Perhaps one of the most controversial aspects of her life was her involvement with "The Collective," a group of individuals who shared her philosophical views and became a central driving force in her intellectual movement. The roots of this group were in Ayn Rand's meeting with Nathaniel Branden (born Nathan Blumenthal), now a psychologist. When the two first met in March of 1950, Branden was only 19 years old. He had read The Fountainhead when he was fourteen, and described it as the most emotionally moving reading experience of his life. He was studying psychology at UCLA at the time, and after their initial meeting, they would continue to associate for a further 18 years.
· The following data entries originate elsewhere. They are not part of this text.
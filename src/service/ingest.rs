//! Ingestion service: idempotent upserts of raw records.
//!
//! Both ingestion paths are batch loops with per-record error containment:
//! a malformed or failing record is logged and skipped, and the batch
//! continues. Duplicates (by external id) are silently skipped by the
//! storage constraints, so re-running an overlapping batch is a no-op.

use serde::Serialize;

use crate::domain::{RawSeismicRecord, RawSightingRecord};
use crate::persistence::PostgresStore;

/// Outcome counters for one ingestion batch.
#[derive(Debug, Clone, Copy, Default, Serialize, utoipa::ToSchema)]
pub struct IngestSummary {
    /// Records handed to the batch.
    pub received: usize,
    /// New rows created.
    pub inserted: usize,
    /// Records already present (external id collision).
    pub duplicates: usize,
    /// Records dropped as malformed or failing.
    pub skipped: usize,
}

/// Batch ingestion of raw sighting and seismic records.
#[derive(Debug, Clone)]
pub struct IngestService {
    store: PostgresStore,
}

impl IngestService {
    /// Creates a new `IngestService`.
    #[must_use]
    pub fn new(store: PostgresStore) -> Self {
        Self { store }
    }

    /// Ingests a batch of raw sighting records.
    pub async fn ingest_sightings(&self, records: &[RawSightingRecord]) -> IngestSummary {
        let mut summary = IngestSummary {
            received: records.len(),
            ..IngestSummary::default()
        };

        for record in records {
            if record.external_id.trim().is_empty() {
                tracing::warn!("sighting record without external id skipped");
                summary.skipped += 1;
                continue;
            }
            match self.store.insert_sighting(record).await {
                Ok(true) => summary.inserted += 1,
                Ok(false) => summary.duplicates += 1,
                Err(err) => {
                    tracing::warn!(external_id = %record.external_id, %err, "sighting insert failed, record skipped");
                    summary.skipped += 1;
                }
            }
        }

        tracing::info!(
            received = summary.received,
            inserted = summary.inserted,
            duplicates = summary.duplicates,
            skipped = summary.skipped,
            "sighting ingestion complete"
        );
        summary
    }

    /// Ingests a batch of raw seismic records.
    pub async fn ingest_seismic(&self, records: &[RawSeismicRecord]) -> IngestSummary {
        let mut summary = IngestSummary {
            received: records.len(),
            ..IngestSummary::default()
        };

        for record in records {
            if record.external_id.trim().is_empty() {
                tracing::warn!("seismic record without external id skipped");
                summary.skipped += 1;
                continue;
            }
            match self.store.insert_seismic(record).await {
                Ok(true) => summary.inserted += 1,
                Ok(false) => summary.duplicates += 1,
                Err(err) => {
                    tracing::warn!(external_id = %record.external_id, %err, "seismic insert failed, record skipped");
                    summary.skipped += 1;
                }
            }
        }

        tracing::info!(
            received = summary.received,
            inserted = summary.inserted,
            duplicates = summary.duplicates,
            skipped = summary.skipped,
            "seismic ingestion complete"
        );
        summary
    }
}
Also interested early on was Barbara Weidman, a Canadian like Branden. She had also read The Fountainhead with enthusiasm many times. The three grew very close, and Rand followed them to New York City where Branden finished his undergraduate degree at New York University while Barbara did graduate work also at NYU. In 1953, the two married, in a union that some claim was forced on them by Rand. After their marriage, they took the names Nathaniel and Barbara Branden, which they retain today. Friends of the couple soon formed the school that would later be famous. NYU art history student Mary Ann Sures admired Rand's philosophy of egoism, and Leonard Peikoff, Barbara's cousin, joined the group after studying philosophy at NYU with Sidney Hook, the known anti-Communist liberal philosopher. Rand's work had also captured young Alan Greenspan, student of economics who was jokingly called "the Undertaker" in their circle, who would later become chairman of the Federal Reserve Board.
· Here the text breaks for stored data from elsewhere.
//! Watch list and detail handlers.

use axum::extract::{Path, Query, State};
use axum::response::IntoResponse;
use axum::routing::get;
use axum::{Json, Router};

use crate::api::dto::{WatchDetailResponse, WatchDto, WatchListResponse, WatchMatchDto, WatchQuery};
use crate::app_state::AppState;
use crate::domain::{WatchId, WatchStatus};
use crate::error::{ErrorResponse, TrackerError};

/// `GET /watches` — List watches with an optional status filter.
///
/// # Errors
///
/// Returns [`TrackerError::InvalidStatus`] on an unknown status string, or
/// a store failure.
#[utoipa::path(
    get,
    path = "/api/v1/watches",
    tag = "Watches",
    summary = "List watches",
    params(WatchQuery),
    responses(
        (status = 200, description = "Watches, newest event first", body = WatchListResponse),
        (status = 400, description = "Unknown status filter", body = ErrorResponse),
    )
)]
pub async fn list_watches(
    State(state): State<AppState>,
    Query(params): Query<WatchQuery>,
) -> Result<impl IntoResponse, TrackerError> {
    let status = params
        .status
        .as_deref()
        .map(str::parse::<WatchStatus>)
        .transpose()?;

    let watches = state
        .watches
        .list(status, params.limit.clamp(1, 200))
        .await?;

    let watches: Vec<WatchDto> = watches.iter().map(WatchDto::from).collect();
    Ok(Json(WatchListResponse {
        count: watches.len(),
        watches,
    }))
}

/// `GET /watches/{id}` — Watch detail with its recorded matches.
///
/// # Errors
///
/// Returns [`TrackerError::WatchNotFound`] for an unknown id.
#[utoipa::path(
    get,
    path = "/api/v1/watches/{id}",
    tag = "Watches",
    summary = "Get watch details",
    params(
        ("id" = uuid::Uuid, Path, description = "Watch UUID"),
    ),
    responses(
        (status = 200, description = "Watch with matches", body = WatchDetailResponse),
        (status = 404, description = "Watch not found", body = ErrorResponse),
    )
)]
pub async fn get_watch(
    State(state): State<AppState>,
    Path(id): Path<uuid::Uuid>,
) -> Result<impl IntoResponse, TrackerError> {
    let (watch, matches) = state.watches.detail(WatchId::from_uuid(id)).await?;

    Ok(Json(WatchDetailResponse {
        watch: WatchDto::from(&watch),
        matches: matches.iter().map(WatchMatchDto::from).collect(),
    }))
}

/// Watch routes.
pub fn routes() -> Router<AppState> {
    Router::new()
        .route("/watches", get(list_watches))
        .route("/watches/{id}", get(get_watch))
}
Rand presided over their meetings and eventually let the group read the manuscript of Atlas Shrugged. By 1955, she had begun to polish John Galt's infamous speech at the end of the novel, which remains the best summation of her philosophical views in print. Also at this time, she began her controversial affair with Nathaniel Branden. Other members of The Collective didn't know about it at first, but both of their spouses were told about it and expected to comply; their union was to be seen as rational and undeniable, like the love Rand's heros and heroines shared. Barbara was reluctant, but went along with it. Frank agreed to their arrangement but reportedly started drinking himself into oblivion.3

In 1968, the most devastating blow hit The Collective and its vision. Branden told everyone about the affair between himself and Rand, which caused them to have a personal and professional break which would hold until her death in 1982. Rand responded by publishing an article in her periodical The Objectivist which officially severed all professional and personal ties with both Nathaniel and Barbara Branden.
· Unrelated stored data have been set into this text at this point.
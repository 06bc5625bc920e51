//! Server startup and graceful shutdown

use anyhow::Result;
use axum::Router;
use invoicer_core::MockServerConfig;

/// Start the server with graceful shutdown
pub async fn start_server(config: &MockServerConfig, app: Router) -> Result<()> {
    let addr = format!("0.0.0.0:{}", config.server_port);
    tracing::info!(addr = %addr, "Starting mock invoice API");

    let listener = tokio::net::TcpListener::bind(&addr).await.map_err(|e| {
        if e.kind() == std::io::ErrorKind::AddrInUse {
            anyhow::anyhow!("Port {} is already in use", config.server_port)
        } else {
            anyhow::anyhow!("Failed to bind {}: {}", addr, e)
        }
    })?;

    tracing::info!(
        environment = %config.environment,
        "Serving GET /invoice/{{id}}, GET /invoices, GET /invoices/vendor/{{name}}, POST /extract, GET /health"
    );

    axum::serve(listener, app)
        .with_graceful_shutdown(shutdown_signal())
        .await?;

    Ok(())
}

/// Signal handler for graceful shutdown
///
/// # Panics
/// Panics if the Ctrl+C or SIGTERM handler cannot be installed.
async fn shutdown_signal() {
    let ctrl_c = async {
        tokio::signal::ctrl_c()
            .await
            .expect("Failed to install Ctrl+C handler");
    };

    #[cfg(unix)]
    let terminate = async {
        tokio::signal::unix::signal(tokio::signal::unix::SignalKind::terminate())
            .expect("Failed to install signal handler")
            .recv()
            .await;
    };

    #[cfg(not(unix))]
    let terminate = std::future::pending::<()>();

    tokio::select! {
        _ = ctrl_c => {
            tracing::info!("Received Ctrl+C signal");
        },
        _ = terminate => {
            tracing::info!("Received terminate signal");
        },
    }

    tracing::info!("Shutting down gracefully...");

    invoicer_infra::shutdown_telemetry().await;
}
In it, she accuses Branden of many things, but essentially, she thought that he was growing apathetic in relation to his professional reponsibilities due to his time investment in a new project of his. She also charges that she was financially and personally exploited by Branden. She mentions that in the last years of their relationship, Branden began making excessive demands on her time, supposedly asking for advice on his work and his personal life. Branden denies these charges, citing financial records from NBI's books. Barbara Branden also defends herself, as she was criticized in Rand's article, too.

Rand concludes her essay:

"Consistency is one of the cardinal requirements of Objectivism, both philosophically and psychologically. It is a dangerous philosophy to play with or to accept half-way: it will stifle the mind that attempts to do so. In this respect, Objectivism, like reality, is its own avenger. I regret that the demonstration of this fact had to come in so tragic and ugly a form."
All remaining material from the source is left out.